Perseroan Terbatas sebagai badan usaha berbentuk badan hukum dengan sendirinya dianggap menjadi subjek hukum yang mandiri sama seperti manusia biasa. Sehingga, Perseroan memiliki hak, kewajiban serta harta kekayaannya sendiri sebagai badan hukum yang terpisah dari pemiliknya. Di sisi lain, Perseroan dapat secara bebas melakukan perbuatan hukum dengan pihak ketiga. Seperti, melakukan transaksi jual-beli, membuat pinjaman kepada bank, bahkan menggugat atau digugat. Tetapi, perlu diingat bahwa Perseroan sebagai subjek hukum dianggap seperti manusia biasa, ia tidak bisa bergerak secara sendiri seperti manusia biasa.3 Diperlukan organ yang akan bertindak untuk dan atas nama Perseroan itu sendiri dalam melakukan perbuatan hukum. 4

Menurut Undang-Undang Nomor 40 Tahun 2007 Tentang Perseroan Terbatas (UUPT), terdapat tiga organ dalam Perseroan yang memiliki kewenangan yang berbeda. Pertama, Rapat Umum Pemegang Saham (RUPS). RUPS adalah organ dalam Perseroan yang memiliki kewenangan yang tidak diberikan kepada Direksi dan Dewan Komisaris. Seperti, mengubah anggaran dasar, mengganti dan/atau mengangkat Direksi dan Komisaris, dan lain-lain.5 Kedua, Direksi. Direksi memiliki kewajiban dan kewenangan yang terbagi atas dua fungsi, yaitu fungsi manejemen dan representasi..6 Fungsi manajemen Direksi dalam Perseroan adalah melakukan pengurusan sehari-sehari atas operasional, kegiatan usaha, dan lain-lain. Sedangkan, fungsi representasi Direksi adalah mewakili Perseroan dalam melakukan hubungan hukum dengan pihak ketiga, dan bahkan mewakili perseroan untuk hadir di pengadilan. Ketiga, Dewan Komisaris. Dewan Komisaris memiliki kewajiban dan kewenangan untuk melakukan pengawasan terhadap pengurusan Direksi dalam Perseroan.

Berdasarkan pemaparan diatas, dapat disimpulkan bahwa tiap-tiap organ memiliki peran yang berbeda dalam Perseroan. Namun, timbul pertanyaan yang berkaitan dengan kewenangan yang diberikan kepada salah satu organ dalam Perseroan, yaitu Direksi. Dalam UUPT, Direksi diberikan kewenangan dan bertanggung jawab secara penuh atas pengurusan yang dilakukan dalam Perseroan sesuai dengan maksud dan tujuan, serta berhak mewakili Perseroan di dalam maupun luar pengadilan. Apabila Direksi dalam menjalankan kewenangan yang telah diberikan alih-alih menimbulkan keuntungan, malah menimbulkan kerugian,

“Apakah Direksi dapat bertanggung jawab secara pribadi atas kerugian yang timbul karena kelalaiannya dalam melakukan pengurusan Perseroan?”

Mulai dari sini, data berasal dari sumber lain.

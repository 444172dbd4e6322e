// Copyright (c) 2025, Jason Jenkins
// SPDX-License-Identifier: BSD-3-Clause

//! Live preview layout.
//!
//! Maps the geometry, style and export framing to screen rectangles: the
//! preview container, where the photo goes and which part of it is visible,
//! the text box with its handles, and the laid-out text with its shadow or
//! outline layers. Painting happens in `ui::canvas`; this module only
//! computes positions so it can be tested without a window.

use super::fonts::FontBook;
use super::text::{layout_text, TextLayout};
use super::PixelRect;
use crate::models::export_config::{AspectRatio, FitMode};
use crate::models::overlay::{ImageOffset, OverlayGeometry, ResizeHandle};
use crate::models::post::PostDraft;
use crate::models::style::{
    HexColor, TextTreatment, OUTLINE_OFFSET, SHADOW_ALPHA, SHADOW_BLUR, SHADOW_OFFSET,
};
use egui::{Color32, Pos2, Rect, Vec2};

/// Where the photo is drawn and which part of the texture is visible.
#[derive(Debug, Clone, Copy, PartialEq)]
pub struct ImagePlacement {
    pub rect: Rect,
    pub uv: Rect,
}

/// An extra copy of the text drawn under the glyphs.
#[derive(Debug, Clone, Copy, PartialEq)]
pub struct TextLayer {
    pub offset: Vec2,
    pub color: Color32,
}

/// Everything the canvas needs to paint one frame.
#[derive(Debug, Clone)]
pub struct PreviewLayout {
    pub container: Rect,
    pub image: Option<ImagePlacement>,
    pub text_box: Rect,
    pub handles: Vec<(ResizeHandle, Pos2)>,
    pub text: Option<TextLayout>,
    pub text_color: Color32,
    pub layers: Vec<TextLayer>,
}

/// Largest rectangle of the given ratio that fits `available`, centered.
pub fn container_rect(available: Rect, ratio: AspectRatio) -> Rect {
    let target = ratio.value() as f32;
    let available_aspect = available.width() / available.height().max(f32::EPSILON);
    let size = if available_aspect > target {
        Vec2::new(available.height() * target, available.height())
    } else {
        Vec2::new(available.width(), available.width() / target)
    };
    Rect::from_center_size(available.center(), size)
}

/// Place the photo in the container.
///
/// Fill covers the container and shows the window of the texture selected by
/// the pan offset; fit shows the whole texture letterboxed in the center.
pub fn image_placement(
    container: Rect,
    image_width: u32,
    image_height: u32,
    fit_mode: FitMode,
    offset: ImageOffset,
) -> ImagePlacement {
    let full_uv = Rect::from_min_max(Pos2::ZERO, Pos2::new(1.0, 1.0));
    if image_width == 0 || image_height == 0 || container.width() <= 0.0 || container.height() <= 0.0 {
        return ImagePlacement {
            rect: container,
            uv: full_uv,
        };
    }

    let iw = image_width as f32;
    let ih = image_height as f32;
    match fit_mode {
        FitMode::Fill => {
            let scale = (container.width() / iw).max(container.height() / ih);
            let visible_u = (container.width() / (iw * scale)).min(1.0);
            let visible_v = (container.height() / (ih * scale)).min(1.0);
            let u0 = (1.0 - visible_u) * (offset.x as f32 / 100.0);
            let v0 = (1.0 - visible_v) * (offset.y as f32 / 100.0);
            ImagePlacement {
                rect: container,
                uv: Rect::from_min_size(Pos2::new(u0, v0), Vec2::new(visible_u, visible_v)),
            }
        }
        FitMode::Fit => {
            let scale = (container.width() / iw).min(container.height() / ih);
            ImagePlacement {
                rect: Rect::from_center_size(container.center(), Vec2::new(iw * scale, ih * scale)),
                uv: full_uv,
            }
        }
    }
}

/// Extra text layers for a treatment: four one-pixel diagonal copies for
/// the outline, or a soft offset stack for the drop shadow.
pub fn text_layers(treatment: TextTreatment) -> Vec<TextLayer> {
    match treatment {
        TextTreatment::Plain => Vec::new(),
        TextTreatment::Outline(color) => {
            let color = to_color32(color);
            [(-1.0, -1.0), (1.0, -1.0), (-1.0, 1.0), (1.0, 1.0)]
                .into_iter()
                .map(|(x, y)| TextLayer {
                    offset: Vec2::new(x, y) * OUTLINE_OFFSET,
                    color,
                })
                .collect()
        }
        TextTreatment::Shadow => {
            // Approximate the blur with a core copy and four spread copies.
            let spread = SHADOW_BLUR / 4.0;
            let core = Vec2::splat(SHADOW_OFFSET);
            let mut layers = vec![TextLayer {
                offset: core,
                color: shadow_color(SHADOW_ALPHA * 0.5),
            }];
            for (x, y) in [(-1.0, -1.0), (1.0, -1.0), (-1.0, 1.0), (1.0, 1.0)] {
                layers.push(TextLayer {
                    offset: core + Vec2::new(x, y) * spread,
                    color: shadow_color(SHADOW_ALPHA * 0.125),
                });
            }
            layers
        }
    }
}

pub fn to_color32(color: HexColor) -> Color32 {
    Color32::from_rgb(color.r, color.g, color.b)
}

fn shadow_color(alpha: f32) -> Color32 {
    Color32::from_rgba_unmultiplied(0, 0, 0, (alpha * 255.0).round() as u8)
}

/// Compute the full preview layout for `available` screen space.
pub fn layout(
    available: Rect,
    image_size: Option<(u32, u32)>,
    geometry: &OverlayGeometry,
    draft: &PostDraft,
    fonts: &FontBook,
) -> PreviewLayout {
    let export = draft.export();
    let container = container_rect(available, export.aspect_ratio);
    let image = image_size.map(|(w, h)| image_placement(container, w, h, export.fit_mode, geometry.offset));

    let box_px = PixelRect::from_text_box(
        &geometry.text_box,
        container.width() as f64,
        container.height() as f64,
    );
    let text_box = Rect::from_min_size(
        container.min + Vec2::new(box_px.x, box_px.y),
        Vec2::new(box_px.width, box_px.height),
    );
    let handles = ResizeHandle::CORNERS
        .into_iter()
        .map(|handle| {
            let (fx, fy) = handle.anchor();
            let pos = text_box.min + Vec2::new(fx as f32 * text_box.width(), fy as f32 * text_box.height());
            (handle, pos)
        })
        .collect();

    let style = draft.style();
    let text = match (image, fonts.face(style.font)) {
        (Some(_), Some(face)) if draft.has_overlay_text() => {
            let screen_box = PixelRect::new(text_box.min.x, text_box.min.y, text_box.width(), text_box.height());
            Some(layout_text(&face.font, draft.overlay_text(), style.size, style.align, screen_box, 1.0))
        }
        _ => None,
    };

    PreviewLayout {
        container,
        image,
        text_box,
        handles,
        text,
        text_color: to_color32(style.color),
        layers: text_layers(style.treatment()),
    }
}

#[cfg(test)]
mod tests {
    use super::*;
    use crate::models::export_config::ExportConfig;
    use crate::render::export::source_and_destination;

    fn approx(a: f32, b: f32) -> bool {
        (a - b).abs() < 1e-3
    }

    #[test]
    fn test_container_keeps_ratio_and_centers() {
        let available = Rect::from_min_size(Pos2::new(10.0, 20.0), Vec2::new(800.0, 400.0));
        let square = container_rect(available, AspectRatio::Square);
        assert!(approx(square.width(), 400.0));
        assert!(approx(square.height(), 400.0));
        assert!(approx(square.center().x, available.center().x));

        let story = container_rect(available, AspectRatio::Story);
        assert!(approx(story.height(), 400.0));
        assert!(approx(story.width(), 225.0));

        let tall = Rect::from_min_size(Pos2::ZERO, Vec2::new(300.0, 900.0));
        let landscape = container_rect(tall, AspectRatio::Landscape);
        assert!(approx(landscape.width(), 300.0));
        assert!(approx(landscape.height(), 300.0 / 1.91));
    }

    #[test]
    fn test_fill_uv_follows_offset() {
        let container = Rect::from_min_size(Pos2::ZERO, Vec2::new(400.0, 400.0));
        let centered = image_placement(container, 2000, 1000, FitMode::Fill, ImageOffset::CENTER);
        assert_eq!(centered.rect, container);
        assert!(approx(centered.uv.width(), 0.5));
        assert!(approx(centered.uv.min.x, 0.25));
        assert!(approx(centered.uv.height(), 1.0));

        let left = image_placement(container, 2000, 1000, FitMode::Fill, ImageOffset::new(0.0, 50.0));
        assert!(approx(left.uv.min.x, 0.0));
        let right = image_placement(container, 2000, 1000, FitMode::Fill, ImageOffset::new(100.0, 50.0));
        assert!(approx(right.uv.max.x, 1.0));
    }

    #[test]
    fn test_fit_letterboxes_center() {
        let container = Rect::from_min_size(Pos2::ZERO, Vec2::new(400.0, 400.0));
        let placed = image_placement(container, 2000, 1000, FitMode::Fit, ImageOffset::new(0.0, 0.0));
        assert!(approx(placed.rect.width(), 400.0));
        assert!(approx(placed.rect.height(), 200.0));
        assert!(approx(placed.rect.min.y, 100.0));
        assert_eq!(placed.uv, Rect::from_min_max(Pos2::ZERO, Pos2::new(1.0, 1.0)));
    }

    #[test]
    fn test_preview_crop_matches_export_crop() {
        let canvas = ExportConfig::default().canvas_size(1080);
        let container = Rect::from_min_size(Pos2::ZERO, Vec2::new(500.0, 500.0));
        for (w, h, offset) in [
            (2000, 1000, ImageOffset::new(30.0, 50.0)),
            (900, 1600, ImageOffset::new(50.0, 80.0)),
        ] {
            let preview = image_placement(container, w, h, FitMode::Fill, offset);
            let export = source_and_destination(FitMode::Fill, w, h, canvas, offset);
            assert!((preview.uv.min.x as f64 * w as f64 - export.source.x).abs() < 0.5);
            assert!((preview.uv.min.y as f64 * h as f64 - export.source.y).abs() < 0.5);
            assert!((preview.uv.width() as f64 * w as f64 - export.source.width).abs() < 0.5);
            assert!((preview.uv.height() as f64 * h as f64 - export.source.height).abs() < 0.5);
        }
    }

    #[test]
    fn test_layers_per_treatment() {
        assert!(text_layers(TextTreatment::Plain).is_empty());
        let outline = text_layers(TextTreatment::Outline(HexColor::BLACK));
        assert_eq!(outline.len(), 4);
        assert!(outline.iter().all(|l| l.color == Color32::BLACK));
        assert!(outline.iter().all(|l| l.offset.x.abs() == 1.0 && l.offset.y.abs() == 1.0));
        let shadow = text_layers(TextTreatment::Shadow);
        assert_eq!(shadow[0].offset, Vec2::splat(SHADOW_OFFSET));
    }

    #[test]
    fn test_layout_places_box_and_handles() {
        let fonts = FontBook::builtin();
        let mut draft = PostDraft::new();
        // Small enough for "Your Text Here" to fit the 184px inner width.
        draft.set_font_size(16.0);
        let geometry = OverlayGeometry::default();
        let available = Rect::from_min_size(Pos2::new(0.0, 0.0), Vec2::new(400.0, 400.0));

        let without_image = layout(available, None, &geometry, &draft, &fonts);
        assert!(without_image.text.is_none());
        assert!(without_image.image.is_none());

        let preview = layout(available, Some((800, 600)), &geometry, &draft, &fonts);
        assert!(approx(preview.text_box.min.x, 100.0));
        assert!(approx(preview.text_box.min.y, 160.0));
        assert!(approx(preview.text_box.width(), 200.0));
        assert!(approx(preview.text_box.height(), 80.0));
        assert_eq!(preview.handles.len(), 4);
        let se = preview
            .handles
            .iter()
            .find(|(h, _)| *h == ResizeHandle::SouthEast)
            .map(|(_, p)| *p)
            .unwrap();
        assert!(approx(se.x, 300.0) && approx(se.y, 240.0));

        let text = preview.text.expect("text laid out");
        assert_eq!(text.lines[0].text, "Your Text Here");
        assert!(approx(text.lines[0].anchor_x, 200.0));
        assert!(approx(text.lines[0].center_y, 200.0));
        assert_eq!(preview.layers.len(), 5);
    }

    #[test]
    fn test_layout_wrapped_block_stays_centered() {
        let fonts = FontBook::builtin();
        let mut draft = PostDraft::new();
        draft.set_font_size(40.0);
        let geometry = OverlayGeometry::default();
        let available = Rect::from_min_size(Pos2::new(0.0, 0.0), Vec2::new(400.0, 400.0));

        let preview = layout(available, Some((800, 600)), &geometry, &draft, &fonts);
        let text = preview.text.expect("text laid out");
        assert!(text.lines.len() > 1);
        let joined: Vec<&str> = text.lines.iter().map(|l| l.text.as_str()).collect();
        assert_eq!(joined.join(" "), "Your Text Here");

        let first = text.lines[0].center_y;
        let last = text.lines[text.lines.len() - 1].center_y;
        assert!(approx((first + last) / 2.0, preview.text_box.center().y));
        for pair in text.lines.windows(2) {
            assert!(approx(pair[1].center_y - pair[0].center_y, text.line_height));
        }
    }
}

Sejatinya, Direksi diberikan tugas dan tanggung jawab untuk menjalankan pengurusan Perseroan untuk kepentingan Perseroan dan sesuai dengan maksud dan tujuan Perseroan.7 Direksi telah menerima amanah atau kepercayaan dari pemegang saham untuk melaksanakan tugas dan tanggung jawabanya dengan itikad baik dan penuh kehati-hatian.8 Sehingga, Direksi dalam melakukan pengurusan dan mengambil keputusan tidak boleh ceroboh atau lalai. Di sisi lain, tidak boleh ada benturan kepentingan dalam diri pribadi Direksi ketika menjalankan tugas dan tanggung jawabnya. Dengan kata lain, Direksi dalam melakukan pengurusan dan mengambil keputusan tidak diperbolehkan untuk mengambil keuntungan pribadi untuk dirinya sendiri. Dalam konsep hukum perseroan di negara common law, kewajiban Direksi untuk hati-hati disebut dengan prinsip duty of care dan kewajiban Direksi untuk tidak mengambil keuntungan pribadi atas perseroan disebut dengan prinsip duty of loyalty. Pelanggaran atas dua prinsip tersebut berimplikasi kepada tanggung jawab Direksi dalam Perseroan, dimana Direksi dapat diminta pertanggung jawaban secara pribadi atas perbuatan atau pengurusan yang dilakukan.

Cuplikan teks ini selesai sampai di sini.